REQUIRED ACTION >> Only lines holding the word "apply" are needed; copy each of them from the material.

--*--

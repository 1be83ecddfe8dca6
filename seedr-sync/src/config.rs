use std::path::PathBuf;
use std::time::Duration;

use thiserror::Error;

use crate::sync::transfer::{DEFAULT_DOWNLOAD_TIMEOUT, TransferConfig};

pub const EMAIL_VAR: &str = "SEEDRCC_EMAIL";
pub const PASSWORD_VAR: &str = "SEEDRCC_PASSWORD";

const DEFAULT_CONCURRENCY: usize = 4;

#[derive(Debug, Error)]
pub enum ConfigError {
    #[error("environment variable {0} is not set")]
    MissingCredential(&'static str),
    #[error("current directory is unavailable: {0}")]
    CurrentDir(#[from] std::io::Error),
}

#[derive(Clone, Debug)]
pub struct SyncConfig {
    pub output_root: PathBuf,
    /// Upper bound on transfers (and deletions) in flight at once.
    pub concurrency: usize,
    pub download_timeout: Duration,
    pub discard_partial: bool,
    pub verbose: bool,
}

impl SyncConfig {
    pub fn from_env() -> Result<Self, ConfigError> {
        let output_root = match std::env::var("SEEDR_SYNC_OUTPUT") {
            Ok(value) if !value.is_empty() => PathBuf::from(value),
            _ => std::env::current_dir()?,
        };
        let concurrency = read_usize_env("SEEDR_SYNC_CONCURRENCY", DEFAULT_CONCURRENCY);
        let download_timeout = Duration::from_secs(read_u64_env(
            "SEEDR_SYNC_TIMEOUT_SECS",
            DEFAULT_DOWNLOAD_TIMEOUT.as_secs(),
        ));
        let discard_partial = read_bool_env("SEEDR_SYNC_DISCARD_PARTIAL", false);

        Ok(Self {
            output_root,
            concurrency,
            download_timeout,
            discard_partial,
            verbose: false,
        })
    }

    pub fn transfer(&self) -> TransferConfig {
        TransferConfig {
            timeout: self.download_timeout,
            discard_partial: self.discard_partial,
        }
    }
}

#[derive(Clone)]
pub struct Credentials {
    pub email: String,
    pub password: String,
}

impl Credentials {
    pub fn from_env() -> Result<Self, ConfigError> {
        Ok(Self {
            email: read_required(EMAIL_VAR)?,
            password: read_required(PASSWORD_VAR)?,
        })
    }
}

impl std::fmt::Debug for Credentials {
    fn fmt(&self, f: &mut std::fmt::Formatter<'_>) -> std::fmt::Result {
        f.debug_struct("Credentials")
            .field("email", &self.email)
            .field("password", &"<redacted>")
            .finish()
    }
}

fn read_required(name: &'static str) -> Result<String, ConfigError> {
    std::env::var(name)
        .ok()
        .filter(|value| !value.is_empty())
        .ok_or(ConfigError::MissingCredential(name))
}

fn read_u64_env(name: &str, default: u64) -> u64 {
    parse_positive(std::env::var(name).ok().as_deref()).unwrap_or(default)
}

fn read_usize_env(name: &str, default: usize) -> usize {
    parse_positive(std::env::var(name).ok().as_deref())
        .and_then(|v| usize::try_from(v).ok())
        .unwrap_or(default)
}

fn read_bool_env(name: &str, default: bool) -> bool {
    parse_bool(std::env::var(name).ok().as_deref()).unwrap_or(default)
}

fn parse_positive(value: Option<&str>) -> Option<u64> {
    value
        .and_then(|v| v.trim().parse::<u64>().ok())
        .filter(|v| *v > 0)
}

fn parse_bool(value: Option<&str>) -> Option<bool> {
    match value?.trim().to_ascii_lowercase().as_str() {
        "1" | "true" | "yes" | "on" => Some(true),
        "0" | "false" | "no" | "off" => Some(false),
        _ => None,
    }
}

--*--

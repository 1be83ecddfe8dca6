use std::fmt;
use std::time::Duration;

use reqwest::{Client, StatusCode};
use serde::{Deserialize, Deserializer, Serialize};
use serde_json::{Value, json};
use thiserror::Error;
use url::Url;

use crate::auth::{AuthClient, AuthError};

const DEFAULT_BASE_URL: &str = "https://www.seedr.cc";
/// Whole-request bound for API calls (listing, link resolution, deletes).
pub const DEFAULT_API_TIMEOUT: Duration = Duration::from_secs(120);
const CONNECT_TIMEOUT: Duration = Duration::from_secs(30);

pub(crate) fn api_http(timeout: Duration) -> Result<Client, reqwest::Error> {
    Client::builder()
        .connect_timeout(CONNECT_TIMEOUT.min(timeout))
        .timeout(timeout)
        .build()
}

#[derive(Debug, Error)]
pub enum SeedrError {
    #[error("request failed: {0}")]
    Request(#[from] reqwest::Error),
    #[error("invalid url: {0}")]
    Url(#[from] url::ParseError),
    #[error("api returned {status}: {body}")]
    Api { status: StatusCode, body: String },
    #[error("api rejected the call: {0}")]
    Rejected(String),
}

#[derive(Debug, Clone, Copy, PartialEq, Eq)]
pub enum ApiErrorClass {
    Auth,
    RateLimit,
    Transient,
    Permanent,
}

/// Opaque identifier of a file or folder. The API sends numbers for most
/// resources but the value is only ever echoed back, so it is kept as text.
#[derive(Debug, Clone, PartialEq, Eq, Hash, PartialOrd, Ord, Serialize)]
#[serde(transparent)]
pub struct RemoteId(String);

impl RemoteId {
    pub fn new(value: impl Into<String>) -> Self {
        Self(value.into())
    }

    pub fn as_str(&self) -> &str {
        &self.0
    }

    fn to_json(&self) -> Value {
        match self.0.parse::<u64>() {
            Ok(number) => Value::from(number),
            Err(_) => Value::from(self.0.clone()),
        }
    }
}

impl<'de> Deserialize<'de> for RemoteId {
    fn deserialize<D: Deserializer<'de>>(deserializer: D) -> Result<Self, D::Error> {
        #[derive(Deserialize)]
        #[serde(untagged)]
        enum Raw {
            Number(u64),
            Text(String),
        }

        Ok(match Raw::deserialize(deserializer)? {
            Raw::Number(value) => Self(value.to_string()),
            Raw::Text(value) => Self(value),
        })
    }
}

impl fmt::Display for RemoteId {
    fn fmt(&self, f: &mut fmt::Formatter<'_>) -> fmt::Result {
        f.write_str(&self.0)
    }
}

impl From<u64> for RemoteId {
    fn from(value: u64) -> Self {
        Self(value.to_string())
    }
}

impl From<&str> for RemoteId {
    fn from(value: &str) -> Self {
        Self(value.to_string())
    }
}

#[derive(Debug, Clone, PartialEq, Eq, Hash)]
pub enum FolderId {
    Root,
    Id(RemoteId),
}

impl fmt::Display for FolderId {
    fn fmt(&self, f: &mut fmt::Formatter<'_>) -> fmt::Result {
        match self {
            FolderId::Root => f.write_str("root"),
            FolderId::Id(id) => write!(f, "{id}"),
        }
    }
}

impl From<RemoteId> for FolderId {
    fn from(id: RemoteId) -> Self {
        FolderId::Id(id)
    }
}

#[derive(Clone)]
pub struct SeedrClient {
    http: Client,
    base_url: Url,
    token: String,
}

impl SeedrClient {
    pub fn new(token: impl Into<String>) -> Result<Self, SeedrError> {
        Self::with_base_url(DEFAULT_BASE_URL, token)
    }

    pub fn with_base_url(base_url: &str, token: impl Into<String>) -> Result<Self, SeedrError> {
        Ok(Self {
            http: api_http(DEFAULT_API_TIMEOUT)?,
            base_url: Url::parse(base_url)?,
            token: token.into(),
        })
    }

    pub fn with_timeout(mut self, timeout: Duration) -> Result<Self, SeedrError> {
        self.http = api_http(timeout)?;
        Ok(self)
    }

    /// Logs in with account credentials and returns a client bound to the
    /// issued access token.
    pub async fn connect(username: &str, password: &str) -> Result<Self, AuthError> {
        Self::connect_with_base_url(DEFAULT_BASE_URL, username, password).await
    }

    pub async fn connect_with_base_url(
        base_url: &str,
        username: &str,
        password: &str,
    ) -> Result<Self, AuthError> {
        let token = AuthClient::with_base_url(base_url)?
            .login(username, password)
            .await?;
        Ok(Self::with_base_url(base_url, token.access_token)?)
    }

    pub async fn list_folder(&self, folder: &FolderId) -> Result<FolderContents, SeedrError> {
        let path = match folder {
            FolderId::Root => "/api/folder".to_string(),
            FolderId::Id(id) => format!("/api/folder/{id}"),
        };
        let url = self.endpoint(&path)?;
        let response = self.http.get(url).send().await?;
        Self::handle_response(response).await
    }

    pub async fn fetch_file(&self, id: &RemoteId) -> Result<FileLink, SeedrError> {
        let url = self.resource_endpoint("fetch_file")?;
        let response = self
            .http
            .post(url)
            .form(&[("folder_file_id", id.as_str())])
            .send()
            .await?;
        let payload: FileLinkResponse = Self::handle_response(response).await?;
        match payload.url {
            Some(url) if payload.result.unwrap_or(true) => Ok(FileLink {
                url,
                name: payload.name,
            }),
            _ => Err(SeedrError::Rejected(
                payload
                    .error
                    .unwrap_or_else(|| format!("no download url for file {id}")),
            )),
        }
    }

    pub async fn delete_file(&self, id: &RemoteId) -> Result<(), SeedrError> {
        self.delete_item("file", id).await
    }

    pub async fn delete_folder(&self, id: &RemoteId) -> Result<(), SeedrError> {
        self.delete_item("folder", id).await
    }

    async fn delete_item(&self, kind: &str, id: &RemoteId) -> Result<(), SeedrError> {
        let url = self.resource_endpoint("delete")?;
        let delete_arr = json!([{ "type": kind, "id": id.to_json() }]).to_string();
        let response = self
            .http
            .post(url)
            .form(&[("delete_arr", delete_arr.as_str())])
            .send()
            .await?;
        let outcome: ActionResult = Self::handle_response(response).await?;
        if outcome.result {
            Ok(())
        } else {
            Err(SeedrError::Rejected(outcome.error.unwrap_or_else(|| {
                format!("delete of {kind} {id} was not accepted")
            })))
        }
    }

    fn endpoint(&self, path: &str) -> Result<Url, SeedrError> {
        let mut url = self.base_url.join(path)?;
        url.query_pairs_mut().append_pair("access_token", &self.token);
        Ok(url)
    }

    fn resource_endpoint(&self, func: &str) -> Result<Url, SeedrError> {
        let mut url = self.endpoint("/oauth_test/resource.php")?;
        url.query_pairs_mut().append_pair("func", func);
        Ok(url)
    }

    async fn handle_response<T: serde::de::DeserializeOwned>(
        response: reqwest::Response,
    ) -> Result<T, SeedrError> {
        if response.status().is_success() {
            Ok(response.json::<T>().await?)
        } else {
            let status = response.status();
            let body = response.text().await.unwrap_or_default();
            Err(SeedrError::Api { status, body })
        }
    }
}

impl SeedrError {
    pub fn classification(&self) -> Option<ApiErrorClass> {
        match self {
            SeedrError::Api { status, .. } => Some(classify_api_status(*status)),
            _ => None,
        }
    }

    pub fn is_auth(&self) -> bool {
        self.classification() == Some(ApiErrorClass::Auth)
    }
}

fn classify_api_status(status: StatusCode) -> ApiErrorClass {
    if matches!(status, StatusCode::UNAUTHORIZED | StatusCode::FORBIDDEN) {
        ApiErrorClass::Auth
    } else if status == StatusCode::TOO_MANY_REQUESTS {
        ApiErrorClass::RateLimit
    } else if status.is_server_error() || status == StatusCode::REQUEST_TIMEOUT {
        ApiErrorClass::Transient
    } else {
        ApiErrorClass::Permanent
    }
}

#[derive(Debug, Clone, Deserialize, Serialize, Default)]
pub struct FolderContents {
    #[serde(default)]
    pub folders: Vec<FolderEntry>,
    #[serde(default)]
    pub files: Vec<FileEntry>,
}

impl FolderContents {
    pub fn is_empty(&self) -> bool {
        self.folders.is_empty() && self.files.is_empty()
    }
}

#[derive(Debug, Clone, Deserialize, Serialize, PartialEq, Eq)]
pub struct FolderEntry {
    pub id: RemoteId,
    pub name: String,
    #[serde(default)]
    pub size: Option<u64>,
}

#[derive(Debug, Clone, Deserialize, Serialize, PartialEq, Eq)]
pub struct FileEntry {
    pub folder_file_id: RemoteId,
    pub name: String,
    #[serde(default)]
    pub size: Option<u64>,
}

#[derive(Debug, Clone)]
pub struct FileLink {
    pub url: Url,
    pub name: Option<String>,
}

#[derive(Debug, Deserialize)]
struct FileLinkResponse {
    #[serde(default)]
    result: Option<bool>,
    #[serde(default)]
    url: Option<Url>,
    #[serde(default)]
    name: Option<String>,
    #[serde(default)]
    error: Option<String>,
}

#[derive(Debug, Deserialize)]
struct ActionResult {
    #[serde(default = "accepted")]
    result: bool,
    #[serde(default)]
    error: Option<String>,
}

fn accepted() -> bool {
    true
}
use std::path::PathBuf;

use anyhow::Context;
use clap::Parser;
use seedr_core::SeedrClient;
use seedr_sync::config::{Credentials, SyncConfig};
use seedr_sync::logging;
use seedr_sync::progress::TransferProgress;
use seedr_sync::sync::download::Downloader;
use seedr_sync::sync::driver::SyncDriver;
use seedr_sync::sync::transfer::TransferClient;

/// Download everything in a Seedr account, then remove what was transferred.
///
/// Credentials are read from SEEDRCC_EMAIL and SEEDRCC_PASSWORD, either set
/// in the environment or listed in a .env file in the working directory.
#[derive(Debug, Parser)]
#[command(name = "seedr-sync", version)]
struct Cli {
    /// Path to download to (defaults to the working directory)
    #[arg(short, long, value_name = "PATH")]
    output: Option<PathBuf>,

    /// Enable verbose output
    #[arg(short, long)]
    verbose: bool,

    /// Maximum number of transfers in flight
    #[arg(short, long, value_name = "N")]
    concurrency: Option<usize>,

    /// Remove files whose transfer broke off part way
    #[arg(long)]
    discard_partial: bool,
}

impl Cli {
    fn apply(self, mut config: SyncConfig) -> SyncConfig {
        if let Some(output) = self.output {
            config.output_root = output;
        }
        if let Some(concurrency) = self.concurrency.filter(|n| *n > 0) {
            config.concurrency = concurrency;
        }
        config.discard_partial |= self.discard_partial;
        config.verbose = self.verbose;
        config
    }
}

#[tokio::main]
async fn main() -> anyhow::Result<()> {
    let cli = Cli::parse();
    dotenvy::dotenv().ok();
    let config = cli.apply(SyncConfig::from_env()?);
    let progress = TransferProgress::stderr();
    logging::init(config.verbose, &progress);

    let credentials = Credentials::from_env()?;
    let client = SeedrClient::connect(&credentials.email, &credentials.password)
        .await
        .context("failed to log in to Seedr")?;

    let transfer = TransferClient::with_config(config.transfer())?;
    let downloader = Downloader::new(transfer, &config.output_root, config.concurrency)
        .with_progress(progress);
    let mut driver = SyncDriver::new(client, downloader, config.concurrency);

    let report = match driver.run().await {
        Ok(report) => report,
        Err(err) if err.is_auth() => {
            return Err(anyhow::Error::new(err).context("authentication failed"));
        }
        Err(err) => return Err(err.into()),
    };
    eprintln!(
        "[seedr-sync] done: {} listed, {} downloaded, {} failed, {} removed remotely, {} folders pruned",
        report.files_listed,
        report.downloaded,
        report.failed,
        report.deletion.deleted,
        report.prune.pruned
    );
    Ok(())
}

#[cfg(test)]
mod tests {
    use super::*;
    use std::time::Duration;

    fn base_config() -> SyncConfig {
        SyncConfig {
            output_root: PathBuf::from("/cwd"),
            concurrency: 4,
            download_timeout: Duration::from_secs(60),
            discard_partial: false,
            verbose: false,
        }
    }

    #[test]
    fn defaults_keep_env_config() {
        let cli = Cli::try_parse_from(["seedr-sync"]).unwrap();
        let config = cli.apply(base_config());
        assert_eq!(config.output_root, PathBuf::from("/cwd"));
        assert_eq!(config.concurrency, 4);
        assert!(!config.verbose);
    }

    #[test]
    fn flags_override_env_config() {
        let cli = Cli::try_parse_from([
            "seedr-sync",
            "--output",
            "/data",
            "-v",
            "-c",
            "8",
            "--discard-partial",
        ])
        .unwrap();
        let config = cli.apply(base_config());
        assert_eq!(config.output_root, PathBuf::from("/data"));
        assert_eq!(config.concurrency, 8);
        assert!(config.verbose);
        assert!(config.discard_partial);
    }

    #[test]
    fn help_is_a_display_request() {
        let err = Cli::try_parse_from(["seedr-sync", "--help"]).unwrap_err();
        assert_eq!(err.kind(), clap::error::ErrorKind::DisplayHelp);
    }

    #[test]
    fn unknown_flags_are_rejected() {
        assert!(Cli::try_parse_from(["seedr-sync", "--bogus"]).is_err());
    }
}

--*--

RESPONSE FOR THIS EXERCISE >>
    fn apply(self, mut config: SyncConfig) -> SyncConfig {
    let config = cli.apply(SyncConfig::from_env()?);
        let config = cli.apply(base_config());
        let config = cli.apply(base_config());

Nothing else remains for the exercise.